There were folks like Peter Costello, Tony Abbott, John Howard, John Bradford, Chris Miles, John Forrest, Alan Cadman, John Herron and John Anderson. I got to know a number of them. There was even a fellowship group for Christians and conservatives, the Lyons Forum that started in the early 90s and lasted for over a decade. But now all nine of the above-mentioned politicians – along with others – are gone.

And the haemorrhaging continues. For various reasons we have had a number of key conservatives leaving more recently, including Cory Bernardi who founded the short-lived Australian Conservatives back in 2017. And long-standing conservative Kevin Andrews lost a preselection battle and will soon be gone. Also, we had Craig Kelly leave a few months ago. Moreover, George Christensen will leave at the next election. And Amanda Stoker has just lost a Senate ticket top spot.

The news seems to get worse each passing week. The way things are going, give it another month or two and there may be no more real deal conservatives left – in which case, adios Libs/Nats. Yes we have a few conservatives still there, including Eric Abetz, Matt Canavan, Barnaby Joyce, and a handful of others, but the steady de-conservatising – if I can put it that way – is now a very real worry indeed.

This is often a problem with two-party politics in the West. Both leftist and rightist parties tend to shift to the left. Lefty parties get more lefty, while conservative parties get less conservative. It took Trump to shake things up big time with the Republicans in America. What will it take here in Australia?

As the main parties begin to more and more resemble each other, that really leaves genuine conservatives with real questions as to how to proceed – and who to vote for. Our options are becoming fewer and fewer, and many conservatives really are scratching their heads as to what lies ahead.

The speech

Which brings me to the recent speech of ScoMo. Delivered on Thursday night to Sydney’s Jewish community, it really was quite good. But it is the discrepancy between a solid conservative speech like this, and where he and the Libs are at – and headed – that is the real worry. We want the words and the actions to be as one. Right now they far too often are not.

But let me offer a few snippets from the speech. He said this:

At the heart of our Judeo-Christian heritage are two words. Human dignity. Everything else flows from this. Seeing the inherent dignity of all human beings is the foundation of morality. It makes us more capable of love and compassion, of selflessness and forgiveness. Because if you see the dignity and worth of another person, another human being, the beating heart in front of you, you’re less likely to disrespect them, insult or show contempt or hatred for them, or seek to cancel them, as is becoming the fashion these days….


Human dignity is foundational to our freedom. It restrains government, it restrains our own actions and our own behaviour because we act for others and not ourselves, as you indeed do here this evening. That is the essence of morality. De Tocqueville agreed. He said, “Liberty cannot be established without morality, nor morality without faith’. Hayek the economist said the same thing, “Freedom has never worked without deeply ingrained moral beliefs.” Acting to morally enhance the freedom of others ultimately serves to enhance our own freedom….

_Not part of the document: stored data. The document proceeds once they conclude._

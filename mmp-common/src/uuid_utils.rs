//! UUID utilities

use uuid::Uuid;

/// Generate a new UUIDv4
pub fn generate() -> Uuid {
    Uuid::new_v4()
}

/// Short display form (first 8 hex digits) used in log lines
pub fn short(id: &Uuid) -> String {
    id.simple().to_string()[..8].to_string()
}
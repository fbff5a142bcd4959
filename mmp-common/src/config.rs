//! Configuration loading and settings resolution
//!
//! Each setting is resolved in priority order:
//! 1. Command-line argument or its environment variable (handled by the binary)
//! 2. TOML config file
//! 3. Compiled default
//!
//! The config file itself is located by: explicit path, then the `MMP_CONFIG`
//! environment variable, then `<config dir>/mmp/config.toml`. A missing default
//! file is normal; a malformed file is ignored and reported in
//! [`Settings::warnings`], since resolution runs before logging is set up.

use serde::{Deserialize, Serialize};
use std::path::{Path, PathBuf};
use tracing::{debug, warn};

use crate::events::RendererKind;
use crate::{Error, Result};

/// Environment variable naming an alternative config file
pub const CONFIG_ENV_VAR: &str = "MMP_CONFIG";

/// How playback events are written to the console
#[derive(Debug, Clone, Copy, PartialEq, Eq, Default, Serialize, Deserialize)]
#[serde(rename_all = "lowercase")]
pub enum OutputFormat {
    /// One human-readable line per event
    #[default]
    Text,
    /// One JSON object per event
    Json,
}

impl OutputFormat {
    pub fn from_str(s: &str) -> Option<Self> {
        match s.trim().to_lowercase().as_str() {
            "text" => Some(OutputFormat::Text),
            "json" => Some(OutputFormat::Json),
            _ => None,
        }
    }
}

impl std::fmt::Display for OutputFormat {
    fn fmt(&self, f: &mut std::fmt::Formatter<'_>) -> std::fmt::Result {
        match self {
            OutputFormat::Text => write!(f, "text"),
            OutputFormat::Json => write!(f, "json"),
        }
    }
}

/// `[logging]` table of the config file
#[derive(Debug, Clone, PartialEq, Eq, Default, Deserialize)]
#[serde(default)]
pub struct LoggingConfig {
    /// Default log level (trace, debug, info, warn, error)
    pub level: Option<String>,
}

/// Config file contents; every key is optional
#[derive(Debug, Clone, PartialEq, Eq, Default, Deserialize)]
#[serde(default)]
pub struct TomlConfig {
    pub renderer: Option<RendererKind>,
    pub output_format: Option<OutputFormat>,
    pub logging: LoggingConfig,
}

impl TomlConfig {
    /// Parse config file contents
    pub fn parse(content: &str) -> Result<Self> {
        Ok(toml::from_str(content)?)
    }

    /// Read and parse a config file
    pub fn load(path: &Path) -> Result<Self> {
        let content = std::fs::read_to_string(path)?;
        Self::parse(&content)
    }
}

/// Compiled defaults (lowest priority)
#[derive(Debug, Clone, PartialEq, Eq)]
pub struct CompiledDefaults {
    pub renderer: RendererKind,
    pub output_format: OutputFormat,
    pub log_level: String,
}

impl Default for CompiledDefaults {
    fn default() -> Self {
        Self {
            renderer: RendererKind::Hardware,
            output_format: OutputFormat::Text,
            log_level: "warn".to_string(),
        }
    }
}

/// Values supplied on the command line (or through their environment variables)
#[derive(Debug, Clone, Default)]
pub struct Overrides {
    pub renderer: Option<RendererKind>,
    pub output_format: Option<OutputFormat>,
    pub log_level: Option<String>,
}

/// Fully resolved settings for a session
#[derive(Debug, Clone, PartialEq, Eq)]
pub struct Settings {
    pub renderer: RendererKind,
    pub output_format: OutputFormat,
    pub log_level: String,
    /// Config file that contributed values, if any
    pub config_file: Option<PathBuf>,
    /// Problems found while resolving, for the caller to log
    pub warnings: Vec<String>,
}

/// Locates the config file and merges it with overrides and defaults
pub struct SettingsResolver {
    explicit_path: Option<PathBuf>,
}

impl SettingsResolver {
    /// Create a resolver; `explicit_path` comes from `--config`
    pub fn new(explicit_path: Option<PathBuf>) -> Self {
        Self { explicit_path }
    }

    /// Config file location, or None when no candidate exists
    ///
    /// An explicitly named file (argument or `MMP_CONFIG`) must exist.
    pub fn config_path(&self) -> Result<Option<PathBuf>> {
        let named = self
            .explicit_path
            .clone()
            .or_else(|| std::env::var_os(CONFIG_ENV_VAR).map(PathBuf::from));

        if let Some(path) = named {
            if path.exists() {
                return Ok(Some(path));
            }
            return Err(Error::Config(format!(
                "Config file not found: {}",
                path.display()
            )));
        }

        Ok(default_config_path().filter(|p| p.exists()))
    }

    /// Resolve settings: overrides > config file > compiled defaults
    pub fn resolve(&self, overrides: Overrides) -> Result<Settings> {
        let defaults = CompiledDefaults::default();
        let path = self.config_path()?;
        let mut warnings = Vec::new();

        let file = match &path {
            Some(p) => match TomlConfig::load(p) {
                Ok(config) => {
                    debug!("Loaded config file {}", p.display());
                    Some(config)
                }
                Err(e) => {
                    let message = format!("Ignoring config file {}: {}", p.display(), e);
                    warn!("{}", message);
                    warnings.push(message);
                    None
                }
            },
            None => {
                debug!("No config file found, using defaults");
                None
            }
        };
        let config_file = file.as_ref().and(path);
        let file = file.unwrap_or_default();

        Ok(Settings {
            renderer: overrides
                .renderer
                .or(file.renderer)
                .unwrap_or(defaults.renderer),
            output_format: overrides
                .output_format
                .or(file.output_format)
                .unwrap_or(defaults.output_format),
            log_level: overrides
                .log_level
                .or(file.logging.level)
                .unwrap_or(defaults.log_level),
            config_file,
            warnings,
        })
    }
}

/// Platform config file location: `<config dir>/mmp/config.toml`
pub fn default_config_path() -> Option<PathBuf> {
    dirs::config_dir().map(|d| d.join("mmp").join("config.toml"))
}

Liberty lies in the hearts of men and women, when it dies there, no constitution, no law can save it. Freedom therefore rests on us taking personal responsibility for how we treat each other, based on our respect for, and appreciation of, human dignity. This is not about state power. This is not about market power. This is about morality and personal responsibility. Now, morality is also then the foundation of true community. The place where we are valued; where we are unique; where we respect one another and contribute to and share one another’s lives. Where we pledge faithfulness to do together what we cannot achieve alone….


Where we once understood our rights in terms of our protections from the state, now it seems these rights are increasingly defined by what we expect from the state. As citizens, we cannot allow what we think we are entitled to, to become more important than what we are responsible for as citizens.


Teddy Roosevelt argued this more than a century ago in his famous ‘Man in the Arena’ speech. But I’m not going to quote the section that is most known. Arguing that going down this path of entitlements of citizenship, as opposed to the responsibilities, is a very dangerous one, and it indeed jeopardises national success in a liberal democracy. He said, “The stream will not permanently rise higher than the main source; and the main source of national power and national greatness is found in the average citizenship of the nation.”…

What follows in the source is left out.